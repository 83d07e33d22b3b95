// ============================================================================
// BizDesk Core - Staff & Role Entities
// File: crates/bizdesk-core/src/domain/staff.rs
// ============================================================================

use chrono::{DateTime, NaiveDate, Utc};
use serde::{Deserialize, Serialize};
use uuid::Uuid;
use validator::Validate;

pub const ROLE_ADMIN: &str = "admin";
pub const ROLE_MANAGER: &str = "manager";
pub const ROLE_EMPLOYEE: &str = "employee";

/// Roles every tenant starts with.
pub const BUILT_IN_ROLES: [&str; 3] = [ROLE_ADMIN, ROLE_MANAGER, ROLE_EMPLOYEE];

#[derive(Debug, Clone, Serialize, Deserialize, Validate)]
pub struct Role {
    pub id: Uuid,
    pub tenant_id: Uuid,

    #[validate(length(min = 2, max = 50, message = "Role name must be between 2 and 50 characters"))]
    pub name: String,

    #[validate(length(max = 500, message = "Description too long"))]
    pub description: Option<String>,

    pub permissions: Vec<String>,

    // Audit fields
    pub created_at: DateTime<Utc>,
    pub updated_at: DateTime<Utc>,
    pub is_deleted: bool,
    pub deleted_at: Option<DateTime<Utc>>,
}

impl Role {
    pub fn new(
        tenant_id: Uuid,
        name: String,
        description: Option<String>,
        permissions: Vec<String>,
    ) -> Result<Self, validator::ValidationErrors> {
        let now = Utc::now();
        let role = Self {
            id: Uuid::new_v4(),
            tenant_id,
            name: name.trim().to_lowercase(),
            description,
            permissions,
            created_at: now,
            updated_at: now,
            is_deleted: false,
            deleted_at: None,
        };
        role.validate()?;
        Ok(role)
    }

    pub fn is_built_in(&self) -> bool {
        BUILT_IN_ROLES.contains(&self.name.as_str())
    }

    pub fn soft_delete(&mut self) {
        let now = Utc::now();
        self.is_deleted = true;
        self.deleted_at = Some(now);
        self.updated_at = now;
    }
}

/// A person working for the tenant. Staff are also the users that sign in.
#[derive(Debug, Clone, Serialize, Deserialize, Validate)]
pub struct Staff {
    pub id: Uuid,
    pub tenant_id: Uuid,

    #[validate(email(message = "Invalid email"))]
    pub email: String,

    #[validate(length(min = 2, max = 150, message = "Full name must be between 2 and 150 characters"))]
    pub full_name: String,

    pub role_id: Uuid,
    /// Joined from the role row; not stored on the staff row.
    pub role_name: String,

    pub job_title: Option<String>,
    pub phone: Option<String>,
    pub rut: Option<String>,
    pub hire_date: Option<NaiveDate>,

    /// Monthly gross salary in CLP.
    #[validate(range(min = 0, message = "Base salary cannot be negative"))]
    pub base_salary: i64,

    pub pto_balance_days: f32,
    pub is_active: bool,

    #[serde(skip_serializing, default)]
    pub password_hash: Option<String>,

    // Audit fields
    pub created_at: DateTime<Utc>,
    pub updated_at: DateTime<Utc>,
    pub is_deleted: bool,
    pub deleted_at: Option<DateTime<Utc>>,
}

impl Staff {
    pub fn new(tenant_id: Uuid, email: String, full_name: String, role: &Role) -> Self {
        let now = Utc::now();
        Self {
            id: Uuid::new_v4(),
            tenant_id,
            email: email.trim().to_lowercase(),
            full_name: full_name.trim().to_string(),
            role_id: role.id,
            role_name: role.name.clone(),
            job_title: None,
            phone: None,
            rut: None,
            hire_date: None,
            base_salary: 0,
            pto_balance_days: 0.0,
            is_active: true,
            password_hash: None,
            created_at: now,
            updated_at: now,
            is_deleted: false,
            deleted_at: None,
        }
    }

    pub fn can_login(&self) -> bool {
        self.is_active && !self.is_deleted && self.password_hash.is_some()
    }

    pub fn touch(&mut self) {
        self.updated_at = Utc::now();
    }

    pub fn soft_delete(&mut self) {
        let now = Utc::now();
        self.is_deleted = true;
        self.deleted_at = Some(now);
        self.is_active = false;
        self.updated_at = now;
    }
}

┄┄┄┄┄┄

# Work to be completed
Extract the complete set of records unchanged.

# Output below
repository 83d07e33d22b3b95
// ============================================================================
// BizDesk Core - Staff & Role Entities
// File: crates/bizdesk-core/src/domain/staff.rs
// ============================================================================

use chrono::{DateTime, NaiveDate, Utc};
use serde::{Deserialize, Serialize};
use uuid::Uuid;
use validator::Validate;

pub const ROLE_ADMIN: &str = "admin";
pub const ROLE_MANAGER: &str = "manager";
pub const ROLE_EMPLOYEE: &str = "employee";

/// Roles every tenant starts with.
pub const BUILT_IN_ROLES: [&str; 3] = [ROLE_ADMIN, ROLE_MANAGER, ROLE_EMPLOYEE];

#[derive(Debug, Clone, Serialize, Deserialize, Validate)]
pub struct Role {
    pub id: Uuid,
    pub tenant_id: Uuid,

    #[validate(length(min = 2, max = 50, message = "Role name must be between 2 and 50 characters"))]
    pub name: String,

    #[validate(length(max = 500, message = "Description too long"))]
    pub description: Option<String>,

    pub permissions: Vec<String>,

    // Audit fields
    pub created_at: DateTime<Utc>,
    pub updated_at: DateTime<Utc>,
    pub is_deleted: bool,
    pub deleted_at: Option<DateTime<Utc>>,
}

impl Role {
    pub fn new(
        tenant_id: Uuid,
        name: String,
        description: Option<String>,
        permissions: Vec<String>,
    ) -> Result<Self, validator::ValidationErrors> {
        let now = Utc::now();
        let role = Self {
            id: Uuid::new_v4(),
            tenant_id,
            name: name.trim().to_lowercase(),
            description,
            permissions,
            created_at: now,
            updated_at: now,
            is_deleted: false,
            deleted_at: None,
        };
        role.validate()?;
        Ok(role)
    }

    pub fn is_built_in(&self) -> bool {
        BUILT_IN_ROLES.contains(&self.name.as_str())
    }

    pub fn soft_delete(&mut self) {
        let now = Utc::now();
        self.is_deleted = true;
        self.deleted_at = Some(now);
        self.updated_at = now;
    }
}

/// A person working for the tenant. Staff are also the users that sign in.
#[derive(Debug, Clone, Serialize, Deserialize, Validate)]
pub struct Staff {
    pub id: Uuid,
    pub tenant_id: Uuid,

    #[validate(email(message = "Invalid email"))]
    pub email: String,

    #[validate(length(min = 2, max = 150, message = "Full name must be between 2 and 150 characters"))]
    pub full_name: String,

    pub role_id: Uuid,
    /// Joined from the role row; not stored on the staff row.
    pub role_name: String,

    pub job_title: Option<String>,
    pub phone: Option<String>,
    pub rut: Option<String>,
    pub hire_date: Option<NaiveDate>,

    /// Monthly gross salary in CLP.
    #[validate(range(min = 0, message = "Base salary cannot be negative"))]
    pub base_salary: i64,

    pub pto_balance_days: f32,
    pub is_active: bool,

    #[serde(skip_serializing, default)]
    pub password_hash: Option<String>,

    // Audit fields
    pub created_at: DateTime<Utc>,
    pub updated_at: DateTime<Utc>,
    pub is_deleted: bool,
    pub deleted_at: Option<DateTime<Utc>>,
}

impl Staff {
    pub fn new(tenant_id: Uuid, email: String, full_name: String, role: &Role) -> Self {
        let now = Utc::now();
        Self {
            id: Uuid::new_v4(),
            tenant_id,
            email: email.trim().to_lowercase(),
            full_name: full_name.trim().to_string(),
            role_id: role.id,
            role_name: role.name.clone(),
            job_title: None,
            phone: None,
            rut: None,
            hire_date: None,
            base_salary: 0,
            pto_balance_days: 0.0,
            is_active: true,
            password_hash: None,
            created_at: now,
            updated_at: now,
            is_deleted: false,
            deleted_at: None,
        }
    }

    pub fn can_login(&self) -> bool {
        self.is_active && !self.is_deleted && self.password_hash.is_some()
    }

    pub fn touch(&mut self) {
        self.updated_at = Utc::now();
    }

    pub fn soft_delete(&mut self) {
        let now = Utc::now();
        self.is_deleted = true;
        self.deleted_at = Some(now);
        self.is_active = false;
        self.updated_at = now;
    }
}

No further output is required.